XMPP protocol, specifications and scalability

XMPP scalability is a mix of pragmatic protocol design and the continuous improvement of software implementations

Scalability has always been a hot topic for the XMPP instant messaging protocol. In 2000, I was working in a company that was building a customer project to create a Jabber platform supporting 10,000 simultaneous connections. The platform had been build on top of jabberd, the only possible choice at this time. However, the implementation was able to sustain only 1,000 simultaneous users. It was not possible to optimise the platform 10 times, so the company wrote a custom clustering layer around 10 jabberd machines to meet the client goal.

Time has passed and XMPP (eXtensible Messaging and Presence Protocol) is now able to sustain much larger communities in a single domain (up to several million users is now possible). The hardware and implementation have improved. But, attracted by success stories, large communities are now looking for more challenging deployments: they want more simultaneous users and more features. Real time communication is ubiquitous.

XMPP is an interesting protocol because it is quite versatile. It can adapt to a broad range of different needs, from a relatively small business that wants an infrastructure packed with lots of features, to a large social networking organisation that wants to offer instant messaging to the
wider community (and will soon start wanting to distribute more real time events).

Correct analysis and experience

Sometimes, the technology is stretched to accommodate incorrectly modelled problems. Maths helps a lot when working with XMPP. Suppose you have to deal with a project where there is a requirement to send a message every two seconds to all connected users. Suppose that this project needs to deal with 200,000 connected users in peak. Both figures are realistic independently, but if you do the maths, you find that you have to design your platform to be able to send 100,000 messages per second. This can lead to the deployment of very large platforms and considerably increase the bandwidth consumption. At some level and in some context, the problem could not even be possible without an extremely costly platform. Analysis of the end user need is key. In this example, we have been able to rewrite the problem with a publish and subscribe mechanism and reduce the number of messages needed on the network by a factor of ten.

This is just a small and simple example, but in this matter the correct, innovative analysis of the problem and experience is key.

Pragmatic protocol design

The XMPP protocol covers a very broad scope. It relies on a core Internet Engineering Task Force (IETF) set of specifications (RFC), but also on ever-evolving and increasing extensions. Those extensions are evolving because the goal is to promote consistent design of the protocol, as well as efficiency. Implementers of the protocol are always invited to suggest improvements to the protocol that strengthen its consistency or that can simplify its implementation.

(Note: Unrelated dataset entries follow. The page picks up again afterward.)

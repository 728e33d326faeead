pub mod app_config;
pub mod cart;
pub mod catalog;
pub mod config;
pub mod error;
pub mod money;
pub mod nonce;

pub use app_config::{AppConfig, Environment};
pub use cart::{Cart, CartLine};
pub use catalog::{combination_key, Combination, ProductId, ProductVariations};
pub use config::{load_app_config, load_app_config_from_env};
pub use error::ConfigError;
pub use money::format_price;
pub use nonce::NonceSigner;
mod feed;

use std::time::Duration;

use clap::{Parser, Subcommand};
use tracing_subscriber::EnvFilter;

use varsel_core::catalog::ProductId;
use varsel_feed::{FeedCache, FeedClient, VariationProvider};

#[derive(Debug, Parser)]
#[command(name = "varsel-cli")]
#[command(about = "Varsel operator command line interface")]
struct Cli {
    #[command(subcommand)]
    command: Commands,
}

#[derive(Debug, Subcommand)]
enum Commands {
    /// Fetch the variation feed and summarize its products
    Fetch {
        /// Show the combination table for a single product
        #[arg(long)]
        product: Option<u64>,
    },
    /// Check a color/size pair of a product against the live feed
    Check {
        /// Product ID as keyed in the feed
        #[arg(long)]
        product: u64,
        /// Color name
        #[arg(long)]
        color: String,
        /// Size name
        #[arg(long)]
        size: String,
    },
}

#[tokio::main]
async fn main() -> anyhow::Result<()> {
    dotenvy::dotenv().ok();
    let config = varsel_core::load_app_config()?;
    let env_filter = EnvFilter::try_from_default_env()
        .or_else(|_| EnvFilter::try_new(config.log_level.clone()))?;
    tracing_subscriber::fmt().with_env_filter(env_filter).init();

    let client = FeedClient::new(
        config.feed_url.clone(),
        config.feed_request_timeout_secs,
        &config.feed_user_agent,
    )?;
    let cache = FeedCache::new(Duration::from_secs(config.feed_cache_ttl_secs));
    let provider = VariationProvider::new(client, cache);

    let cli = Cli::parse();
    match cli.command {
        Commands::Fetch { product } => {
            feed::run_fetch(&provider, &config.currency_symbol, product.map(ProductId)).await
        }
        Commands::Check {
            product,
            color,
            size,
        } => {
            feed::run_check(
                &provider,
                &config.currency_symbol,
                ProductId(product),
                &color,
                &size,
            )
            .await
        }
    }
}
use std::sync::Arc;

use varsel_core::catalog::{ProductId, ProductVariations};

use crate::cache::FeedCache;
use crate::client::FeedClient;
use crate::error::FeedError;
use crate::types::FeedDocument;

/// Serves per-product variation data out of the cache, fetching the feed on
/// a miss.
///
/// Every upstream failure mode (network, status, malformed body) collapses
/// to "no data": readers only ever see a present or absent record, and the
/// selector renders as unavailable rather than erroring.
pub struct VariationProvider {
    client: FeedClient,
    cache: FeedCache,
}

impl VariationProvider {
    #[must_use]
    pub fn new(client: FeedClient, cache: FeedCache) -> Self {
        Self { client, cache }
    }

    /// Returns the current feed document, fetching and caching on a miss.
    ///
    /// `None` means the cache was empty or stale and the fetch failed; the
    /// failure is logged here and not surfaced further.
    pub async fn document(&self) -> Option<Arc<FeedDocument>> {
        if let Some(document) = self.cache.get() {
            return Some(document);
        }

        match self.client.fetch().await {
            Ok(document) => Some(self.cache.put(document)),
            Err(error) => {
                tracing::warn!(error = %error, url = self.client.url(), "variation feed fetch failed");
                None
            }
        }
    }

    /// Variation data for one product, if the feed knows it.
    pub async fn product(&self, id: ProductId) -> Option<ProductVariations> {
        self.document().await?.product(id).cloned()
    }

    /// Fetches the feed now and replaces the cached document on success.
    ///
    /// # Errors
    ///
    /// Propagates the fetch error; a failed refresh leaves any existing
    /// cached entry in place.
    pub async fn refresh(&self) -> Result<Arc<FeedDocument>, FeedError> {
        let document = self.client.fetch().await?;
        Ok(self.cache.put(document))
    }

    /// Forces the next read to fetch by dropping the cached document.
    pub fn invalidate(&self) {
        self.cache.clear();
    }
}
use axum::{
    extract::{Query, State},
    http::StatusCode,
    Extension, Json,
};
use rust_decimal::Decimal;
use serde::{Deserialize, Serialize};

use varsel_core::{catalog::ProductId, format_price, Cart, CartLine};

use crate::middleware::RequestId;

use super::{require_nonce, ApiError, ApiResponse, AppState, ResponseMeta, ShopSettings};

// ---------------------------------------------------------------------------
// Request bodies
// ---------------------------------------------------------------------------

#[derive(Debug, Deserialize)]
pub(super) struct AddToCartRequest {
    pub session_id: String,
    pub nonce: String,
    pub product_id: u64,
    pub color: String,
    pub size: String,
    #[serde(default = "default_quantity")]
    pub quantity: u32,
}

fn default_quantity() -> u32 {
    1
}

#[derive(Debug, Deserialize)]
pub(super) struct CartQuery {
    pub session_id: String,
}

// ---------------------------------------------------------------------------
// Response bodies
// ---------------------------------------------------------------------------

/// Success payload for an add: a confirmation line plus the summary counters
/// the storefront header shows.
#[derive(Debug, Serialize)]
pub(super) struct AddToCartResponse {
    pub message: String,
    pub cart_count: u32,
    /// Display total, e.g. `"$39.98"`.
    pub cart_total: String,
}

/// Cart rendered for the client. Totals are recomputed from the stored line
/// metadata on every build, so the captured unit price wins over whatever
/// the feed says at display time.
#[derive(Debug, Serialize)]
pub(super) struct CartView {
    pub lines: Vec<CartLineView>,
    pub item_count: u32,
    /// Display subtotal, e.g. `"$39.98"`.
    pub subtotal: String,
    #[serde(with = "rust_decimal::serde::float")]
    pub raw_subtotal: Decimal,
}

#[derive(Debug, Serialize)]
pub(super) struct CartLineView {
    pub product_id: ProductId,
    pub color: String,
    pub size: String,
    pub quantity: u32,
    pub unit_price: String,
    pub line_total: String,
}

pub(super) fn cart_view(shop: &ShopSettings, cart: &Cart) -> CartView {
    let lines = cart
        .lines
        .iter()
        .map(|line| CartLineView {
            product_id: line.product_id,
            color: line.color.clone(),
            size: line.size.clone(),
            quantity: line.quantity,
            unit_price: format_price(&shop.currency_symbol, line.unit_price),
            line_total: format_price(&shop.currency_symbol, line.line_total()),
        })
        .collect();

    CartView {
        lines,
        item_count: cart.item_count(),
        subtotal: format_price(&shop.currency_symbol, cart.subtotal()),
        raw_subtotal: cart.subtotal(),
    }
}

// ---------------------------------------------------------------------------
// Handlers
// ---------------------------------------------------------------------------

/// POST /api/v1/cart/add — validate the pick server-side and add a line.
///
/// The client's lookup result is never trusted; the combination is
/// re-validated against the current feed before anything is stored.
pub(super) async fn add_to_cart(
    State(state): State<AppState>,
    Extension(req_id): Extension<RequestId>,
    Json(body): Json<AddToCartRequest>,
) -> Result<(StatusCode, Json<ApiResponse<AddToCartResponse>>), ApiError> {
    let rid = &req_id.0;
    require_nonce(&state, rid, &body.session_id, &body.nonce)?;

    if body.color.is_empty() || body.size.is_empty() {
        return Err(ApiError::new(
            rid,
            "validation_error",
            "choose a color and size first",
        ));
    }

    if body.quantity == 0 {
        return Err(ApiError::new(
            rid,
            "validation_error",
            "quantity must be at least 1",
        ));
    }

    let product_id = ProductId(body.product_id);
    let Some(record) = state.provider.product(product_id).await else {
        return Err(ApiError::new(
            rid,
            "not_found",
            format!("no variation data for product {product_id}"),
        ));
    };

    let Some(combination) = record.valid_combination(&body.color, &body.size) else {
        return Err(ApiError::new(
            rid,
            "validation_error",
            format!(
                "combination {} is not available for product {product_id}",
                varsel_core::combination_key(&body.color, &body.size)
            ),
        ));
    };

    let cart = state
        .carts
        .add_line(
            &body.session_id,
            CartLine {
                product_id,
                color: body.color.clone(),
                size: body.size.clone(),
                unit_price: combination.price,
                quantity: body.quantity,
            },
        )
        .await;

    tracing::info!(
        product_id = %product_id,
        color = %body.color,
        size = %body.size,
        quantity = body.quantity,
        "added combination to cart"
    );

    Ok((
        StatusCode::CREATED,
        Json(ApiResponse {
            data: AddToCartResponse {
                message: "added to cart".to_string(),
                cart_count: cart.item_count(),
                cart_total: format_price(&state.shop.currency_symbol, cart.subtotal()),
            },
            meta: ResponseMeta::new(req_id.0),
        }),
    ))
}

/// GET /api/v1/cart — the session's cart, empty if nothing was added yet.
pub(super) async fn get_cart(
    State(state): State<AppState>,
    Extension(req_id): Extension<RequestId>,
    Query(query): Query<CartQuery>,
) -> Json<ApiResponse<CartView>> {
    let cart = state.carts.cart(&query.session_id).await;

    Json(ApiResponse {
        data: cart_view(&state.shop, &cart),
        meta: ResponseMeta::new(req_id.0),
    })
}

This pragmatic
approach has helped the protocol to achieve success and it is why deployments are currently spreading fast.

To get a good idea on how the protocol is developing in practice, take a look at a discussion on the XMPP standard mailing list:
https://mail.jabber.org/pipermail/standards/2009-February/021145.html. This discussion is simply about adding a parameter in one fundamental part of the protocol. The purpose of this parameter is to allow scalable implementation to happen. This is a small detail that can make a huge difference when you have to deal with large scale XMPP deployments (hundreds of thousands of simultaneous users and tens of millions of registered users).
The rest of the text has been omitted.